One morning shortly after his avowal of service, humility, good will to men, after the wars in the soul had more or less subsided, Levin ran into his old self across the hall in George Bullock’s office. Having knocked and got no answer, he had unlocked the door, to leave on George’s desk a reader he had asked Levin’s committee to consider for fall-term use. As he put the book down near the phone—Gilley’s gift to Bullock—the instructor’s eyes momentarily lighting on a picture of Jeannette in a bathing suit, fell on a typewritten list of names, among which, without trying, a second after sensing he would, he found his own. Stapled to the list was a note from George addressed to Lon Lewis, the head football coach: “For your personal information. These are lukewarm if not downright unsympathetic to athletes. I frankly can’t advise your key men to take their classes. In fact I’d say lay off unless emergency
threatens, and then not to unless they’ve talked to me first. Best ever, George.”

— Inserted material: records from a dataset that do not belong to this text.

use serde::Serialize;
use thiserror::Error;

use crate::models::{Document, GlobalPolicy, PriorityTable};

/// Output of priority resolution: the candidates restricted to the single
/// highest tier present, in the documented deterministic order.
#[derive(Debug, Clone, Serialize)]
pub struct Resolution {
    pub tier: u32,
    pub permitted: Vec<Document>,
    /// Lower tiers that also had candidates and were dropped, highest first.
    pub suppressed_tiers: Vec<u32>,
    /// More than one document survived in the winning tier; the tie-break
    /// ordering was applied. Recoverable, but worth a policy-tension log.
    pub tie_broken: bool,
    pub from_faq_tier: bool,
}

#[derive(Debug, Clone, Error, PartialEq, Eq)]
pub enum ResolveError {
    /// None of the candidates is registered in the priority table, so any
    /// answer would synthesize content the table cannot rank. Per policy this
    /// is signalled, never merged.
    #[error("no candidate is registered in the priority table; cannot rank {unranked:?}")]
    UnresolvedConflict { unranked: Vec<String> },
}

/// Restrict `candidates` to the highest tier present among them.
///
/// Unranked candidates (ids unknown to the table) are dropped; if *all*
/// candidates are unranked that is an unresolved conflict. Within the winning
/// tier documents are ordered by id ascending and deduplicated — the total,
/// deterministic tie-break. An empty candidate set resolves to `None`.
pub fn resolve(
    candidates: &[Document],
    table: &PriorityTable,
    policy: &GlobalPolicy,
) -> Result<Option<Resolution>, ResolveError> {
    if candidates.is_empty() {
        return Ok(None);
    }

    let mut ranked: Vec<(u32, &Document)> = Vec::new();
    let mut unranked: Vec<String> = Vec::new();
    for doc in candidates {
        match table.tier_of(&doc.id) {
            Some(tier) => ranked.push((tier, doc)),
            None => unranked.push(doc.id.clone()),
        }
    }

    if ranked.is_empty() {
        if policy.forbid_cross_tier_synthesis {
            unranked.sort();
            unranked.dedup();
            return Err(ResolveError::UnresolvedConflict { unranked });
        }
        return Ok(None);
    }

    let Some(winning_tier) = ranked.iter().map(|(tier, _)| *tier).max() else {
        return Ok(None);
    };

    let mut suppressed_tiers: Vec<u32> = ranked
        .iter()
        .map(|(tier, _)| *tier)
        .filter(|tier| *tier != winning_tier)
        .collect();
    suppressed_tiers.sort_unstable_by(|a, b| b.cmp(a));
    suppressed_tiers.dedup();

    let mut permitted: Vec<Document> = ranked
        .into_iter()
        .filter(|(tier, _)| *tier == winning_tier)
        .map(|(_, doc)| doc.clone())
        .collect();
    permitted.sort_by(|a, b| a.id.cmp(&b.id));
    permitted.dedup_by(|a, b| a.id == b.id);

    let tie_broken = permitted.len() > 1;

    Ok(Some(Resolution {
        tier: winning_tier,
        permitted,
        suppressed_tiers,
        tie_broken,
        from_faq_tier: table.is_faq_tier(winning_tier),
    }))
}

After reading this twice and finding himself in a state of high excitement, Levin shut the door and studied the names on the paper, at the same time trying to think what he would say if Bullock walked in. With Levin on the list were Bucket, Fabrikant, O. E. Jones, Haddock, Scowers, Merdith Schultz, Sprinkle, and surprise—Farper. To rate inclusion, Levin figured, you had to be considered prejudiced to athletes, a tough marker, or an irritable pest like Farper. Conversely, those not listed, though not necessarily scoundrels, might be expected to give the boys an easier time and possibly a “break” if needed. What angered Levin was Bullock’s gratuitous defamation of his colleagues, the harm a list of this kind could do—probably had done, no doubt there had been others. Since shopping for grades was endemic at Cascadia College, there was already a good amount of prejudging professors and courses in terms of grades given, on other students’ say so; but George’s document worsened the disease as it destroyed reputations. Levin now understood why, this term, he hadn’t had one of the usual letters from the coaches asking how their boys were doing; simply, the athletes had avoided his classes. Alternating between flush and tremble, he felt feverishly eager to confront Bullock with his list. Levin began to copy down the names but had to stop. He tore up what he had written, picked up the book he had come to return and was about to leave when the postscript of a letter on George’s paper-cluttered desk caught his eye. This, after a swift unsuccessful pushing match with his conscience, turned out to be a financial report from George’s father: “Your personal worth as of today’s date is $104,337.31.” The telephone rang and Levin left.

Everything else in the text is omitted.